When I first experienced Postpartum Obsessive Compulsive Disorder, my relationship with God was not what it should have been. I still prayed. Occasionally. I did not fear reading bible verses. I knew God was out there. Somewhere. But I was not actively seeking Him. I was not running from Him either. We had become roommates, God and I. Drifters in the night, one of us (me) barely acknowledging the other. Little did I know that my life would begin to change so drastically as I spiraled downward.
We lived in rural South Carolina during the my pregnancy and through the first five months of our oldest daughter’s life. No family nearby, no social support, no friends, no real knowledge of Postpartum Mood Disorders, an existence of ignorance of PMD’s within the local community – you see where I am going with this. Everything was right for me to experience a PMD. This is not to say that every woman who has these factors surrounding her will struggle but they do increase her risk.
With this perfect storm surrounding me, I succumbed to it’s power.
I worked at first to deal with everything on my own. I failed spectacularly for three glorious months. Then I sought help. My doctor denied my Postpartum and refused to help me. He did refer me to the in-house therapist but they kept rescheduling. At the time, I got angry. I felt so alone. Abandoned. Betrayed. Hurt.
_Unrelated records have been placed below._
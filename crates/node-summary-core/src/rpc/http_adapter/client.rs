use std::num::NonZeroU32;
use std::path::Path;

use async_trait::async_trait;
use bitcoin::BlockHash;
use governor::clock::DefaultClock;
use governor::state::{InMemoryState, NotKeyed};
use governor::{Quota, RateLimiter};
use reqwest::{header, StatusCode};
use serde::de::DeserializeOwned;
use tracing::{debug, trace};

use crate::error::{CoreError, RpcError};

use super::super::methods;
use super::super::types::{
    BlockInfo, BlockTemplate, BlockchainInfo, ChainTxStats, FeeEstimate, MempoolInfo, NetTotals,
    NetworkInfo, PeerInfo,
};
use super::super::{NodeRpc, FEE_ESTIMATE_MODE};
use super::connection::{endpoint_url, resolve_credentials, Credentials};
use super::protocol::{parse_jsonrpc_error, JsonRpcRequest, JsonRpcResponse, REQUEST_ID};

type DirectRateLimiter = RateLimiter<NotKeyed, InMemoryState, DefaultClock>;

/// Bitcoin Core JSON-RPC client over HTTP(S).
///
/// One HTTP POST per call. A non-200 status fails the call as a transport
/// error without looking at the body. No retries and no request timeout
/// beyond the HTTP stack defaults.
pub struct HttpRpcClient {
    client: reqwest::Client,
    url: String,
    credentials: Credentials,
    limiter: Option<DirectRateLimiter>,
}

impl HttpRpcClient {
    /// Create a new client for `host:port`.
    ///
    /// `host` may carry a scheme (`http://` or `https://`); `http` is implied
    /// otherwise.
    ///
    /// Authentication precedence:
    /// 1. cookie file (`username:password`), re-read on every call
    /// 2. explicit `user` + `pass`
    /// 3. no auth
    ///
    /// If `requests_per_second` is set, outbound requests are rate-limited.
    pub fn new(
        host: &str,
        port: u16,
        user: Option<&str>,
        pass: Option<&str>,
        cookie_file: Option<&Path>,
        requests_per_second: Option<u32>,
    ) -> Result<Self, CoreError> {
        let credentials = resolve_credentials(user, pass, cookie_file)?;
        let url = endpoint_url(host, port)?;

        let client = reqwest::Client::builder()
            .pool_max_idle_per_host(16)
            .tcp_nodelay(true)
            .build()
            .map_err(RpcError::Transport)?;

        let limiter = match requests_per_second {
            None => None,
            Some(limit) => {
                let limit = NonZeroU32::new(limit).ok_or_else(|| {
                    CoreError::InvalidConfig("requests_per_second must be at least 1".to_owned())
                })?;
                Some(RateLimiter::direct(Quota::per_second(limit)))
            }
        };

        Ok(Self {
            client,
            url,
            credentials,
            limiter,
        })
    }

    pub fn url(&self) -> &str {
        &self.url
    }

    async fn wait_for_rate_limit(&self) {
        if let Some(limiter) = &self.limiter {
            limiter.until_ready().await;
        }
    }

    async fn rpc_call(
        &self,
        method: &str,
        params: Vec<serde_json::Value>,
    ) -> Result<serde_json::Value, CoreError> {
        let auth = self.credentials.resolve()?;
        self.wait_for_rate_limit().await;
        debug!(rpc.method = method, rpc.params = params.len(), "rpc call");
        let req = JsonRpcRequest {
            jsonrpc: "2.0",
            id: REQUEST_ID,
            method,
            params,
        };

        let mut builder = self
            .client
            .post(&self.url)
            .header(header::CONTENT_TYPE, "application/json")
            .json(&req);
        if let Some((ref user, ref pass)) = auth {
            builder = builder.basic_auth(user, Some(pass));
        }

        let response = builder.send().await.map_err(RpcError::Transport)?;
        let status = response.status();
        if status != StatusCode::OK {
            debug!(rpc.method = method, %status, "rpc rejected by transport");
            return Err(RpcError::HttpStatus {
                status: status.as_u16(),
            }
            .into());
        }

        let body = response.text().await.map_err(RpcError::Transport)?;
        debug!(rpc.method = method, %status, body_len = body.len(), "rpc response");
        trace!(rpc.method = method, body = %body, "rpc response body");

        let decoded: JsonRpcResponse = serde_json::from_str(&body).map_err(|e| {
            RpcError::InvalidResponse(format!("decode JSON-RPC response: {e}; body={body}"))
        })?;

        if let Some(err) = decoded.error.filter(|e| !e.is_null()) {
            return Err(parse_jsonrpc_error(err));
        }

        Ok(decoded.result.unwrap_or(serde_json::Value::Null))
    }

    async fn call<T: DeserializeOwned>(
        &self,
        method: &str,
        params: Vec<serde_json::Value>,
    ) -> Result<T, CoreError> {
        let raw = self.rpc_call(method, params).await?;
        serde_json::from_value(raw)
            .map_err(|e| CoreError::InvalidData(format!("invalid {method} result: {e}")))
    }
}

#[async_trait]
impl NodeRpc for HttpRpcClient {
    async fn uptime(&self) -> Result<u64, CoreError> {
        self.call(methods::UPTIME, Vec::new()).await
    }

    async fn get_blockchain_info(&self) -> Result<BlockchainInfo, CoreError> {
        self.call(methods::GET_BLOCKCHAIN_INFO, Vec::new()).await
    }

    async fn get_net_totals(&self) -> Result<NetTotals, CoreError> {
        self.call(methods::GET_NET_TOTALS, Vec::new()).await
    }

    async fn get_peer_info(&self) -> Result<Vec<PeerInfo>, CoreError> {
        self.call(methods::GET_PEER_INFO, Vec::new()).await
    }

    async fn get_block_template(&self) -> Result<BlockTemplate, CoreError> {
        self.call(
            methods::GET_BLOCK_TEMPLATE,
            vec![serde_json::json!({ "rules": ["segwit"] })],
        )
        .await
    }

    async fn get_mempool_info(&self) -> Result<MempoolInfo, CoreError> {
        self.call(methods::GET_MEMPOOL_INFO, Vec::new()).await
    }

    async fn estimate_smart_fee(&self, conf_target: u16) -> Result<FeeEstimate, CoreError> {
        self.call(
            methods::ESTIMATE_SMART_FEE,
            vec![
                serde_json::json!(conf_target),
                serde_json::json!(FEE_ESTIMATE_MODE),
            ],
        )
        .await
    }

    async fn get_chain_tx_stats(&self) -> Result<ChainTxStats, CoreError> {
        self.call(methods::GET_CHAIN_TX_STATS, Vec::new()).await
    }

    async fn get_block_hash(&self, height: u64) -> Result<BlockHash, CoreError> {
        self.call(methods::GET_BLOCK_HASH, vec![serde_json::json!(height)])
            .await
    }

    async fn get_block(&self, hash: &BlockHash) -> Result<BlockInfo, CoreError> {
        self.call(methods::GET_BLOCK, vec![serde_json::json!(hash.to_string())])
            .await
    }

    async fn get_network_info(&self) -> Result<NetworkInfo, CoreError> {
        self.call(methods::GET_NETWORK_INFO, Vec::new()).await
    }
}

#[cfg(test)]
mod tests {
    use super::*;

    #[test]
    fn new_rejects_zero_rate_limit() {
        let err = HttpRpcClient::new("127.0.0.1", 8332, None, None, None, Some(0))
            .err()
            .expect("zero rate limit must be rejected");
        assert!(matches!(err, CoreError::InvalidConfig(_)));
    }

    #[test]
    fn new_builds_endpoint_from_host_and_port() {
        let client = HttpRpcClient::new("localhost", 18443, Some("u"), Some("p"), None, None)
            .expect("client must construct");
        assert_eq!(client.url(), "http://localhost:18443/");
    }
}
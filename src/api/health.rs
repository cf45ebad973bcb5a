//! Health check endpoints for liveness and readiness probes

use actix_web::{get, web, HttpResponse, Responder};
use serde::Serialize;
use utoipa::ToSchema;

/// Configuration state surfaced by the readiness probe.
#[derive(Debug, Clone, Serialize, ToSchema)]
pub struct DependencyHealth {
    /// Generative service key state: "configured" or "missing"
    pub generative: String,
    /// Vulnerability database key state: "configured" or "missing"
    pub vulnerability_db: String,
}

impl DependencyHealth {
    pub fn new(llm_configured: bool, nvd_configured: bool) -> Self {
        let state = |configured: bool| {
            if configured { "configured" } else { "missing" }.to_string()
        };

        Self {
            generative: state(llm_configured),
            vulnerability_db: state(nvd_configured),
        }
    }
}

#[derive(Serialize, ToSchema)]
pub struct HealthStatus {
    pub status: String,
    pub version: String,
}

#[derive(Serialize, ToSchema)]
pub struct ReadinessStatus {
    pub status: String,
    pub version: String,
    pub dependencies: DependencyHealth,
}

/// Liveness probe endpoint
///
/// Always returns 200 OK if the service is running.
#[utoipa::path(
    get,
    path = "/health/live",
    responses(
        (status = 200, description = "Service is alive", body = HealthStatus)
    ),
    tag = "health"
)]
#[get("/health/live")]
pub async fn liveness() -> impl Responder {
    HttpResponse::Ok().json(HealthStatus {
        status: "ok".to_string(),
        version: env!("CARGO_PKG_VERSION").to_string(),
    })
}

/// Readiness probe endpoint
///
/// The pipeline degrades gracefully when external keys are missing, so this
/// always reports ready; the dependency block shows what is configured.
#[utoipa::path(
    get,
    path = "/health/ready",
    responses(
        (status = 200, description = "Service is ready", body = ReadinessStatus)
    ),
    tag = "health"
)]
#[get("/health/ready")]
pub async fn readiness(dependencies: web::Data<DependencyHealth>) -> impl Responder {
    HttpResponse::Ok().json(ReadinessStatus {
        status: "ready".to_string(),
        version: env!("CARGO_PKG_VERSION").to_string(),
        dependencies: dependencies.get_ref().clone(),
    })
}

/// Configure health check routes
pub fn configure(cfg: &mut web::ServiceConfig) {
    cfg.service(liveness).service(readiness);
}
//! Severity tiers and CVSS score classification

use serde::{Deserialize, Serialize};
use std::fmt;
use utoipa::ToSchema;

/// Severity tier for a threat or CVE.
///
/// Variant order matters: `Low < Medium < High < Critical`, so the derived
/// `Ord` gives the ranking used for elevation checks.
#[derive(
    Debug, Clone, Copy, PartialEq, Eq, PartialOrd, Ord, Hash, Serialize, Deserialize, ToSchema,
)]
pub enum Severity {
    Low,
    Medium,
    High,
    Critical,
}

impl Severity {
    /// Map a CVSS base score to a tier.
    ///
    /// Thresholds are inclusive on the lower edge of each band:
    /// >= 9.0 Critical, >= 7.0 High, >= 4.0 Medium, else Low.
    pub fn from_score(score: f64) -> Self {
        if score >= 9.0 {
            Severity::Critical
        } else if score >= 7.0 {
            Severity::High
        } else if score >= 4.0 {
            Severity::Medium
        } else {
            Severity::Low
        }
    }

    pub fn as_str(&self) -> &'static str {
        match self {
            Severity::Critical => "Critical",
            Severity::High => "High",
            Severity::Medium => "Medium",
            Severity::Low => "Low",
        }
    }
}

impl fmt::Display for Severity {
    fn fmt(&self, f: &mut fmt::Formatter<'_>) -> fmt::Result {
        f.write_str(self.as_str())
    }
}

/// Histogram of CVE counts per severity bucket.
#[derive(Debug, Clone, Default, PartialEq, Eq, Serialize, Deserialize, ToSchema)]
pub struct SeverityHistogram {
    pub critical: u64,
    pub high: u64,
    pub medium: u64,
    pub low: u64,
}

impl SeverityHistogram {
    /// Bucket a raw CVSS score. A score of exactly 0 is treated as absent
    /// and contributes to no bucket.
    pub fn record_score(&mut self, score: f64) {
        if score >= 9.0 {
            self.critical += 1;
        } else if score >= 7.0 {
            self.high += 1;
        } else if score >= 4.0 {
            self.medium += 1;
        } else if score > 0.0 {
            self.low += 1;
        }
    }

    /// Bucket by tier, regardless of the underlying score.
    pub fn record_tier(&mut self, tier: Severity) {
        match tier {
            Severity::Critical => self.critical += 1,
            Severity::High => self.high += 1,
            Severity::Medium => self.medium += 1,
            Severity::Low => self.low += 1,
        }
    }
}

#[cfg(test)]
mod tests {
    use super::*;

    #[test]
    fn tiers_are_ordered() {
        assert!(Severity::Low < Severity::Medium);
        assert!(Severity::Medium < Severity::High);
        assert!(Severity::High < Severity::Critical);
    }

    #[test]
    fn score_thresholds_are_lower_inclusive() {
        assert_eq!(Severity::from_score(10.0), Severity::Critical);
        assert_eq!(Severity::from_score(9.0), Severity::Critical);
        assert_eq!(Severity::from_score(8.9), Severity::High);
        assert_eq!(Severity::from_score(7.0), Severity::High);
        assert_eq!(Severity::from_score(6.9), Severity::Medium);
        assert_eq!(Severity::from_score(4.0), Severity::Medium);
        assert_eq!(Severity::from_score(3.9), Severity::Low);
        assert_eq!(Severity::from_score(0.0), Severity::Low);
    }

    #[test]
    fn zero_score_is_not_counted() {
        let mut histogram = SeverityHistogram::default();
        histogram.record_score(0.0);
        assert_eq!(histogram, SeverityHistogram::default());

        histogram.record_score(0.1);
        assert_eq!(histogram.low, 1);
    }

    #[test]
    fn serializes_capitalized() {
        assert_eq!(
            serde_json::to_string(&Severity::Critical).unwrap(),
            "\"Critical\""
        );
    }
}
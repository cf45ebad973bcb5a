//! On-demand mitigation plan service
//!
//! Generates a structured plan for a single CVE: validates the requested id,
//! pulls the official description from the vulnerability database when
//! available, asks the generative service for a structured plan, and
//! rejects malformed output.

use std::sync::Arc;

use once_cell::sync::Lazy;
use regex::Regex;

use crate::model::mitigation::{MitigationPlan, MitigationPlanRequest};
use crate::service::llm::LlmClient;
use crate::service::nvd::CveLookup;

mod prompts;
mod validation;

use prompts::{build_plan_prompt, PLAN_SYSTEM_PROMPT};
pub use validation::{validate_plan, PlanValidationResult};

/// Environment variable for the plan model (defaults if not set)
const ENV_PLAN_MODEL: &str = "PLAN_MODEL";

/// Default Gemini model for plan generation
const DEFAULT_PLAN_MODEL: &str = "gemini-2.0-flash";

/// Description used when the vulnerability database has nothing for the id.
const MISSING_DESCRIPTION: &str = "No official description readily available.";

/// Canonical CVE id format accepted by the endpoint.
static CVE_ID_FORMAT: Lazy<Regex> = Lazy::new(|| Regex::new(r"^CVE-\d{4}-\d{4,}$").unwrap());

#[derive(Debug, thiserror::Error)]
pub enum MitigationError {
    /// Rejected before any external call.
    #[error("Valid CVE ID is required (e.g., CVE-YYYY-NNNN): got '{0}'")]
    InvalidCveId(String),

    /// The generative service is not configured. The message stays generic;
    /// it must not reveal which variable is missing.
    #[error("Server configuration error prevented plan generation")]
    MissingConfiguration,

    /// Transport-level failure talking to the generative service.
    #[error("AI service failed: {0}")]
    GenerationFailed(String),

    /// The service answered, but not with a usable plan.
    #[error("AI service returned an invalid plan format: {0}")]
    InvalidPlan(String),
}

/// Service for generating mitigation plans
pub struct MitigationService {
    llm: Option<LlmClient>,
    lookup: Arc<dyn CveLookup>,
    model: String,
}

impl MitigationService {
    pub fn new(llm: Option<LlmClient>, lookup: Arc<dyn CveLookup>) -> Self {
        let model =
            std::env::var(ENV_PLAN_MODEL).unwrap_or_else(|_| DEFAULT_PLAN_MODEL.to_string());

        tracing::info!(
            model = %model,
            llm_configured = llm.is_some(),
            "Mitigation plan service initialized"
        );

        Self { llm, lookup, model }
    }

    /// Generate a structured mitigation plan for one CVE.
    pub async fn generate_plan(
        &self,
        request: &MitigationPlanRequest,
    ) -> Result<MitigationPlan, MitigationError> {
        let cve_id = request.cve_id.trim();

        if !CVE_ID_FORMAT.is_match(cve_id) {
            return Err(MitigationError::InvalidCveId(cve_id.to_string()));
        }

        let llm = self
            .llm
            .as_ref()
            .ok_or(MitigationError::MissingConfiguration)?;

        // The lookup is best-effort here: a failed lookup degrades to a
        // generic description rather than failing the plan.
        let description = match self.lookup.lookup(cve_id).await {
            Ok(record) => record.description,
            Err(e) => {
                tracing::warn!(cve = %cve_id, error = %e, "CVE lookup failed, generating plan without description");
                MISSING_DESCRIPTION.to_string()
            }
        };

        let prompt = build_plan_prompt(
            cve_id,
            &description,
            request.environment.as_deref(),
            request.affected_systems.as_deref(),
            request.constraints.as_deref(),
        );

        tracing::debug!(cve = %cve_id, model = %self.model, "Generating mitigation plan");

        let extractor = llm
            .gemini_client()
            .extractor::<MitigationPlan>(&self.model)
            .preamble(PLAN_SYSTEM_PROMPT)
            .build();

        let plan = extractor
            .extract(&prompt)
            .await
            .map_err(|e| MitigationError::GenerationFailed(e.to_string()))?;

        let validation = validate_plan(&plan);
        if !validation.is_valid {
            tracing::error!(
                cve = %cve_id,
                errors = ?validation.errors,
                "Generated plan failed validation"
            );
            return Err(MitigationError::InvalidPlan(validation.errors.join("; ")));
        }

        tracing::info!(cve = %cve_id, "Successfully generated mitigation plan");

        Ok(plan)
    }
}
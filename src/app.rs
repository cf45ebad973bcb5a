//! Application state and service initialization
//!
//! This module centralizes all service initialization and dependency
//! injection, making it easier to manage the application lifecycle and test
//! services.

use std::sync::Arc;

use actix_web::web;

use crate::api::health::DependencyHealth;
use crate::feed::{FeedAdapter, HackerNewsFeed, NcscFeed};
use crate::model::Config;
use crate::service::enrich::MitigationAdvisor;
use crate::service::nvd::CveLookup;
use crate::service::{
    EnrichmentService, GeminiAdvisor, LlmClient, MitigationService, NvdClient, PlanStore,
    ThreatService,
};

/// Application state containing all services and shared resources
pub struct AppState {
    /// Ingestion pipeline behind the snapshot cache gate
    pub threat_service: web::Data<ThreatService>,
    /// On-demand mitigation plan generation
    pub mitigation_service: web::Data<MitigationService>,
    /// Plan and report persistence
    pub plan_store: web::Data<PlanStore>,
    /// Configuration state for the readiness probe
    pub dependencies: web::Data<DependencyHealth>,
}

impl AppState {
    /// Initialize all services and build application state
    ///
    /// This performs:
    /// 1. LLM client initialization (absent `GEMINI_API_KEY` degrades the
    ///    pipeline to fallback suggestions)
    /// 2. NVD client initialization
    /// 3. Feed adapter construction from the configured sources
    /// 4. Service dependency graph construction
    pub fn new(config: &Config) -> Self {
        let llm = LlmClient::from_env();
        if llm.is_none() {
            tracing::warn!("Generative service key not configured, mitigation text will use the fallback table");
        }

        let nvd = Arc::new(NvdClient::new());
        let dependencies = DependencyHealth::new(llm.is_some(), nvd.has_api_key());
        let lookup: Arc<dyn CveLookup> = nvd;

        let advisor: Option<Arc<dyn MitigationAdvisor>> = llm
            .clone()
            .map(|client| Arc::new(GeminiAdvisor::new(client)) as Arc<dyn MitigationAdvisor>);

        let threat_service = ThreatService::new(
            Self::build_adapters(config),
            EnrichmentService::new(Arc::clone(&lookup), advisor),
            config.cache_ttl,
        );

        let mitigation_service = MitigationService::new(llm, lookup);
        let plan_store = PlanStore::new(config.data_dir.clone());

        Self {
            threat_service: web::Data::new(threat_service),
            mitigation_service: web::Data::new(mitigation_service),
            plan_store: web::Data::new(plan_store),
            dependencies: web::Data::new(dependencies),
        }
    }

    /// Build one adapter per configured feed source
    fn build_adapters(config: &Config) -> Vec<Box<dyn FeedAdapter>> {
        config
            .feeds
            .iter()
            .filter_map(|feed| match feed.name.as_str() {
                "The Hacker News" => {
                    Some(Box::new(HackerNewsFeed::new(feed.url.clone())) as Box<dyn FeedAdapter>)
                }
                "NCSC" => Some(Box::new(NcscFeed::new(feed.url.clone())) as Box<dyn FeedAdapter>),
                other => {
                    tracing::warn!(source = other, "No adapter for configured feed, skipping");
                    None
                }
            })
            .collect()
    }
}
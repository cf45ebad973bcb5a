pub mod article;
pub mod config;
pub mod dashboard;
pub mod mitigation;
pub mod nvd;
pub mod severity;

pub use article::{Article, CveRecord};
pub use config::{Config, FeedConfig};
pub use dashboard::{
    CveSummary, DashboardSnapshot, DistributionEntry, ThreatCategory, ThreatItem, ThreatReport,
    ThreatSummary, TrendPoint,
};
pub use mitigation::{MitigationPlan, MitigationPlanRequest, SavePlanRequest, SavePlanResponse};
pub use severity::{Severity, SeverityHistogram};
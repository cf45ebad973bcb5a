//! Ingestion pipeline orchestration
//!
//! Wires the feed adapters, the enrichment stage, and the aggregator
//! together behind the snapshot cache gate.

use std::time::Duration;

use chrono::Utc;

use crate::feed::{fetch_all, FeedAdapter};
use crate::model::article::Article;
use crate::model::dashboard::{DashboardSnapshot, ThreatReport};
use crate::service::aggregate::{build_report, build_snapshot};
use crate::service::enrich::EnrichmentService;
use crate::service::snapshot::SnapshotCache;

/// End-to-end threat ingestion service.
pub struct ThreatService {
    adapters: Vec<Box<dyn FeedAdapter>>,
    enrichment: EnrichmentService,
    cache: SnapshotCache,
}

impl ThreatService {
    pub fn new(
        adapters: Vec<Box<dyn FeedAdapter>>,
        enrichment: EnrichmentService,
        cache_ttl: Duration,
    ) -> Self {
        Self {
            adapters,
            enrichment,
            cache: SnapshotCache::new(cache_ttl),
        }
    }

    /// Fetch every configured feed and enrich the surviving articles.
    /// Never fails: sources and CVEs degrade individually.
    pub async fn collect_articles(&self) -> Vec<Article> {
        let articles = fetch_all(&self.adapters).await;
        self.enrichment.enrich_articles(articles).await
    }

    /// The cache-gated dashboard snapshot.
    pub async fn dashboard_snapshot(&self) -> DashboardSnapshot {
        let now = Utc::now();
        self.cache
            .get_or_compute(now, || async {
                let articles = self.collect_articles().await;
                build_snapshot(&articles, now)
            })
            .await
    }

    /// Fresh summary + article list (uncached).
    pub async fn threat_report(&self) -> ThreatReport {
        let articles = self.collect_articles().await;
        build_report(articles)
    }
}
I had nowhere to turn.
If only I had opened my eyes then.
We moved back to Georgia, near my husband’s family, when our daughter was 5 months old. At first I was grateful for the help. But even then, I was not able to be fully appreciative. Relaxing? Hah. Totally out of the question. I lived filled with fear and anxiety triggered by my intrusive thoughts. Then we got pregnant again. My emotions continued to worsen through my pregnancy. Our second daughter was born with a cleft palate and spent a month in the NICU. Once again, a perfect storm slammed onto my shores.
During our daughter’s NICU stay, the first few verses of James became stuck in my head. In particular, verse 2 & 3. “Consider it pure joy, my brothers and sisters, whenever you face trials of many kinds, because you know that the testing of your faith produces perseverance.” I finally opened to hearing the Word of God. We had begun to attend church a bit more regularly and leaned harder on our Church family as we struggled to come to grips with our daughter’s NICU stay and all the issues which lay ahead of us.
I know you may feel lost right now. I felt lost too. Completely lost.
God did not build us that way. Yes, we must get lost sometimes in order to find ourselves – even Jesus wandered in the wilderness. In order to walk strongly in faith, love, and have a strong sense of self-discipline, we must first be taught how to have faith, how to love, and how to practice self-discipline. I questioned my faith. I questioned why I had been left to wander in this wilderness. Now that I am a little over four years beyond my last brush with a Postpartum Mood Disorder, I see why I had to wander. I wandered so that my faith would be made strong, my ability to love myself and others grew immensely, and my ability to practice self-discipline toward myself and others also matured. For this, I am grateful. Yet still, I would not wish a PMD on my worst enemy. My faith, love, and self-discipline continues to grow, and I am re-assured on a daily basis by God that He will never forsake me. Faith, just as healing, takes time. If you feel you have lost your faith, please do not despair. You may not feel Him there but He is there, waiting for you to call for Him to carry you.